At the heart of BigQuery governance capabilities is universal catalog, a centralized inventory of all data assets in your organization. Universal catalog holds business, technical, and runtime metadata for all of your data. It helps you discover relationships and semantics in the metadata by applying artificial intelligence and machine learning.

Universal catalog brings together a data catalog and a fully managed runtime metastore. The metastore in BigQuery lets you use multiple data processing engines to query a single copy of data with a single schema, without data duplication. The data processing engines that you can use include BigQuery, Apache Spark, Apache Flink, and Apache Hive. Your data can be stored in locations like BigQuery storage tables, BigQuery tables for Apache Iceberg, or BigLake external tables.

BigQuery supports an end-to-end data lifecycle, from discovery to use of data. Universal catalog powers BigQuery governance features and capabilities. Governance features are also available in Dataplex.

Data discovery

BigQuery discovers data across the organization in Google Cloud, whether the data is in BigQuery, Spanner, Cloud SQL, Pub/Sub, or Cloud Storage. BigQuery automatically extracts the metadata and stores it in universal catalog. For example, you can use BigQuery to extract metadata for structured and unstructured data from Cloud Storage, and you can automatically create query-ready BigLake tables at scale. This lets you perform analytics with an open source engine without data duplication.

You can also extract and catalog metadata from third-party data sources using custom connectors.

BigQuery offers the following data discovery capabilities:

  • Search. Search for data and AI resources across projects by using BigQuery in the Google Cloud console. BigQuery supports semantic search for data discovery, letting you search with natural language queries.
  • Automatic discovery of Cloud Storage data. Scan for data in Cloud Storage buckets to extract and then catalog metadata. Automatic discovery creates tables for both structured and unstructured data.
  • Metadata import. Import metadata at scale from third-party systems into universal catalog. You can build custom connectors to extract data from your data sources, and then run managed connectivity pipelines that orchestrate the metadata import workflow.

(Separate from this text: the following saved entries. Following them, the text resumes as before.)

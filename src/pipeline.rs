//! Sprite Pipeline - Single Entry Point
//!
//! validate -> discover -> layout -> compose -> hash -> write sprite
//! -> write stylesheet -> write preload.
//!
//! CRITICAL: the stylesheet embeds the hash, so it is only written once every
//! sprite file is on disk. A failed sprite write leaves no stylesheet behind.

use chrono::{DateTime, Utc};
use log::warn;
use serde::Serialize;
use std::fs;
use std::path::{Path, PathBuf};
use thiserror::Error;

use crate::catalog::IconCatalog;
use crate::codec::{ImageCodec, RasterCodec};
use crate::compositor::{compose, write_sprite};
use crate::config::SpriteConfig;
use crate::hashing::{hash_pixels, ContentHash};
use crate::layout::{CanvasSpec, LayoutEngine, SpriteLayout, StripLayout};
use crate::preload::build_preload;
use crate::stylesheet::build_stylesheet;
use crate::validation::{ConfigValidator, ConfigViolation};
use crate::ENGINE_VERSION;

#[derive(Debug, Error)]
pub enum PipelineError {
    #[error("Invalid configuration: {0}")]
    Configuration(String),

    #[error("Cannot parse configuration: {0}")]
    Serialization(#[from] serde_json::Error),

    #[error("Source directory not found: {}", .0.display())]
    SourceNotFound(PathBuf),

    #[error("Cannot read {}: {source}", .path.display())]
    Read {
        path: PathBuf,
        source: std::io::Error,
    },

    #[error("Nothing to draw: the sprite canvas has zero area")]
    EmptySprite,

    #[error("Layout invariant violated: {0}")]
    Layout(String),

    #[error("Layout references unknown icon {0:?}")]
    UnknownIcon(String),

    #[error("Cannot decode {}: {source}", .path.display())]
    Decode {
        path: PathBuf,
        source: image::ImageError,
    },

    #[error("Icon {name:?} decoded as {actual:?}, expected {expected:?}")]
    SizeMismatch {
        name: String,
        expected: (u32, u32),
        actual: (u32, u32),
    },

    #[error("Icon {name:?} ends at ({right}, {bottom}) outside the {width}x{height} canvas")]
    OutOfBounds {
        name: String,
        right: u32,
        bottom: u32,
        width: u32,
        height: u32,
    },

    #[error("Cannot write {}: {source}", .path.display())]
    Write {
        path: PathBuf,
        source: std::io::Error,
    },

    #[error("Cannot encode {}: {source}", .path.display())]
    Encode {
        path: PathBuf,
        source: image::ImageError,
    },
}

/// Everything decided before the first write.
#[derive(Debug, Clone, Serialize)]
pub struct SpritePlan {
    pub catalog: IconCatalog,
    pub layout: SpriteLayout,
    pub warnings: Vec<ConfigViolation>,
}

/// What a run wrote. `generated_at` is informational and never reaches an
/// artifact.
#[derive(Debug, Clone, Serialize)]
pub struct RunReport {
    pub hash: ContentHash,
    pub engine_version: String,
    pub icon_count: usize,
    pub canvas: CanvasSpec,
    pub sprite_files: Vec<PathBuf>,
    pub stylesheet_file: PathBuf,
    pub rule_count: usize,
    pub preload_file: Option<PathBuf>,
    pub generated_at: DateTime<Utc>,
}

/// The sprite pipeline. Holds no state between runs.
pub struct SpritePipeline {
    codec: Box<dyn ImageCodec>,
    layout: Box<dyn LayoutEngine>,
    validator: ConfigValidator,
}

impl SpritePipeline {
    pub fn new(codec: Box<dyn ImageCodec>, layout: Box<dyn LayoutEngine>) -> Self {
        Self {
            codec,
            layout,
            validator: ConfigValidator::new(),
        }
    }

    /// Check a configuration without touching the file system.
    pub fn validate(&self, config: &SpriteConfig) -> Result<Vec<ConfigViolation>, PipelineError> {
        let report = self.validator.validate(config);
        if !report.valid {
            return Err(PipelineError::Configuration(report.error_summary()));
        }
        for warning in report.warnings() {
            warn!("{}: {}", warning.rule, warning.message);
        }
        Ok(report.violations)
    }

    /// Validate, discover and lay out. Nothing is written.
    pub fn plan(&self, config: &SpriteConfig, source_root: &Path) -> Result<SpritePlan, PipelineError> {
        let warnings = self.validate(config)?;

        let catalog = IconCatalog::discover(config, source_root, self.codec.as_ref())?;
        progress!(
            config.verbose,
            "found {} icons in {}",
            catalog.len(),
            catalog.source_dir.display()
        );

        let layout = self.layout.layout(catalog.icons());
        check_layout(self.layout.name(), &layout, catalog.len())?;

        Ok(SpritePlan {
            catalog,
            layout,
            warnings,
        })
    }

    /// Run once for a build.
    ///
    /// The sprite goes under `output_root`; the stylesheet and the preload
    /// fragment go under `source_root`.
    pub fn run(
        &self,
        config: &SpriteConfig,
        source_root: &Path,
        output_root: &Path,
    ) -> Result<RunReport, PipelineError> {
        let plan = self.plan(config, source_root)?;

        let pixels = compose(&plan.layout, &plan.catalog, self.codec.as_ref())?;
        let hash = hash_pixels(&pixels);

        let outputs: Vec<String> = std::iter::once(config.dst.sprite_file.clone())
            .chain(config.dst.extra_sprite_files.iter().cloned())
            .collect();
        let sprite_files = write_sprite(&pixels, output_root, &outputs, self.codec.as_ref())?;
        for file in &sprite_files {
            progress!(config.verbose, "generated {}", file.display());
        }
        progress!(config.verbose, "sprite hash={}", hash);

        let stylesheet = build_stylesheet(&plan.layout, config, &hash);
        let stylesheet_file = source_root.join(&config.dst.css_file);
        write_text(&stylesheet_file, &stylesheet.to_string())?;
        progress!(config.verbose, "generated {}", stylesheet_file.display());

        let preload_file = match build_preload(config, &hash) {
            Some(fragment) => {
                let path = source_root.join(&fragment.file);
                write_text(&path, &fragment.to_string())?;
                progress!(config.verbose, "generated {}", path.display());
                Some(path)
            }
            None => {
                progress!(config.verbose, "no preload fragment configured");
                None
            }
        };

        Ok(RunReport {
            hash,
            engine_version: ENGINE_VERSION.to_string(),
            icon_count: plan.catalog.len(),
            canvas: plan.layout.canvas,
            sprite_files,
            stylesheet_file,
            rule_count: stylesheet.rule_count(),
            preload_file,
            generated_at: Utc::now(),
        })
    }
}

impl Default for SpritePipeline {
    fn default() -> Self {
        Self::new(Box::new(RasterCodec), Box::new(StripLayout))
    }
}

/// One rectangle per icon, all inside the canvas, none overlapping.
fn check_layout(engine: &str, layout: &SpriteLayout, icons: usize) -> Result<(), PipelineError> {
    if layout.rects.len() != icons {
        return Err(PipelineError::Layout(format!(
            "{} layout placed {} of {} icons",
            engine,
            layout.rects.len(),
            icons
        )));
    }
    for (i, rect) in layout.rects.iter().enumerate() {
        if !layout.canvas.contains(rect) {
            return Err(PipelineError::Layout(format!(
                "{} layout put {:?} outside the {}x{} canvas",
                engine, rect.name, layout.canvas.width, layout.canvas.height
            )));
        }
        if let Some(other) = layout.rects[i + 1..].iter().find(|o| rect.overlaps(o)) {
            return Err(PipelineError::Layout(format!(
                "{} layout overlaps {:?} and {:?}",
                engine, rect.name, other.name
            )));
        }
    }
    Ok(())
}

/// `create_dir_all` on the parent; succeeds if it already exists.
pub(crate) fn ensure_parent_dir(path: &Path) -> Result<(), PipelineError> {
    match path.parent() {
        Some(parent) if !parent.as_os_str().is_empty() => {
            fs::create_dir_all(parent).map_err(|source| PipelineError::Write {
                path: parent.to_path_buf(),
                source,
            })
        }
        _ => Ok(()),
    }
}

fn write_text(path: &Path, text: &str) -> Result<(), PipelineError> {
    ensure_parent_dir(path)?;
    fs::write(path, text).map_err(|source| PipelineError::Write {
        path: path.to_path_buf(),
        source,
    })
}
//! Command-line structure, defined with clap's derive macros.

use clap::{Parser, Subcommand};
use std::path::PathBuf;
use taskboard_core::types::{BoardId, ColumnId, TaskId, UserId};
use taskboard_core::DragTarget;

/// Terminal client for a taskboard REST backend.
#[derive(Parser, Debug)]
#[command(author, version, about, long_about = None)]
pub struct Cli {
    /// Config file (default: ~/.config/taskboard/client.json)
    #[arg(short, long, global = true, value_name = "FILE")]
    pub config: Option<PathBuf>,

    /// Backend base URL, overrides the config file
    #[arg(long, global = true, value_name = "URL")]
    pub url: Option<String>,

    /// Log at debug level
    #[arg(short, long, global = true)]
    pub verbose: bool,

    #[command(subcommand)]
    pub command: Command,
}

#[derive(Subcommand, Debug, Clone)]
pub enum Command {
    /// List boards
    Boards,

    /// Drop board ACTIVE onto board OVER
    ReorderBoards { active: BoardId, over: BoardId },

    /// Create a board at the end of the list
    AddBoard { name: String },

    RenameBoard { board: BoardId, name: String },

    /// Delete a board with all its columns and tasks
    DeleteBoard { board: BoardId },

    /// Print a board
    Show { board: BoardId },

    /// Drag ACTIVE and release it on OVER (ids like task-4, column-2, column-2-droppable).
    /// Without OVER the drag is cancelled.
    Drag {
        board: BoardId,
        active: DragTarget,
        over: Option<DragTarget>,

        /// Targets hovered before the release, in order
        #[arg(long = "hover", value_name = "ID")]
        hover: Vec<DragTarget>,
    },

    /// Add one or more columns at the end of a board
    AddColumn {
        board: BoardId,
        #[arg(required = true)]
        names: Vec<String>,
    },

    AddTask {
        board: BoardId,
        column: ColumnId,
        name: String,
        #[arg(short, long, default_value = "")]
        description: String,
        #[arg(short, long)]
        assignee: Option<UserId>,
    },

    /// Replace name, description and assignee of a task
    EditTask {
        board: BoardId,
        task: TaskId,
        name: String,
        #[arg(short, long, default_value = "")]
        description: String,
        #[arg(short, long)]
        assignee: Option<UserId>,
    },

    /// Assign a task; without USER the assignment is cleared
    Assign {
        board: BoardId,
        task: TaskId,
        user: Option<UserId>,
    },

    DeleteTask { board: BoardId, task: TaskId },
}

#[cfg(test)]
mod tests {
    use super::*;

    #[test]
    fn test_parse_drag_with_hover() {
        let cli = Cli::parse_from([
            "taskboard", "drag", "1", "task-4", "task-4", "--hover", "task-9", "--hover",
            "column-3-droppable",
        ]);
        match cli.command {
            Command::Drag {
                board,
                active,
                over,
                hover,
            } => {
                assert_eq!(board, 1);
                assert_eq!(active, DragTarget::Task(4));
                assert_eq!(over, Some(DragTarget::Task(4)));
                assert_eq!(
                    hover,
                    vec![DragTarget::Task(9), DragTarget::ColumnDropZone(3)]
                );
            }
            other => panic!("unexpected command {:?}", other),
        }
    }

    #[test]
    fn test_rejects_bad_drag_id() {
        assert!(Cli::try_parse_from(["taskboard", "drag", "1", "card-4"]).is_err());
    }

    #[test]
    fn test_global_url_override() {
        let cli = Cli::parse_from(["taskboard", "boards", "--url", "http://h:1"]);
        assert_eq!(cli.url.as_deref(), Some("http://h:1"));
        assert!(matches!(cli.command, Command::Boards));
    }
}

Curation and data stewardship

To improve the discoverability and usability of data, data stewards and administrators can use BigQuery to review, update, and analyze metadata. BigQuery data curation and stewardship capabilities help you ensure that your data is accurate, consistent, and aligned with your organization's policies.

BigQuery offers the following data curation and stewardship capabilities:

  • Business glossary (Preview). Improve context, collaboration, and search by defining your organization's terminology in a glossary. Identify data stewards for the terms, and attach terms to data asset fields.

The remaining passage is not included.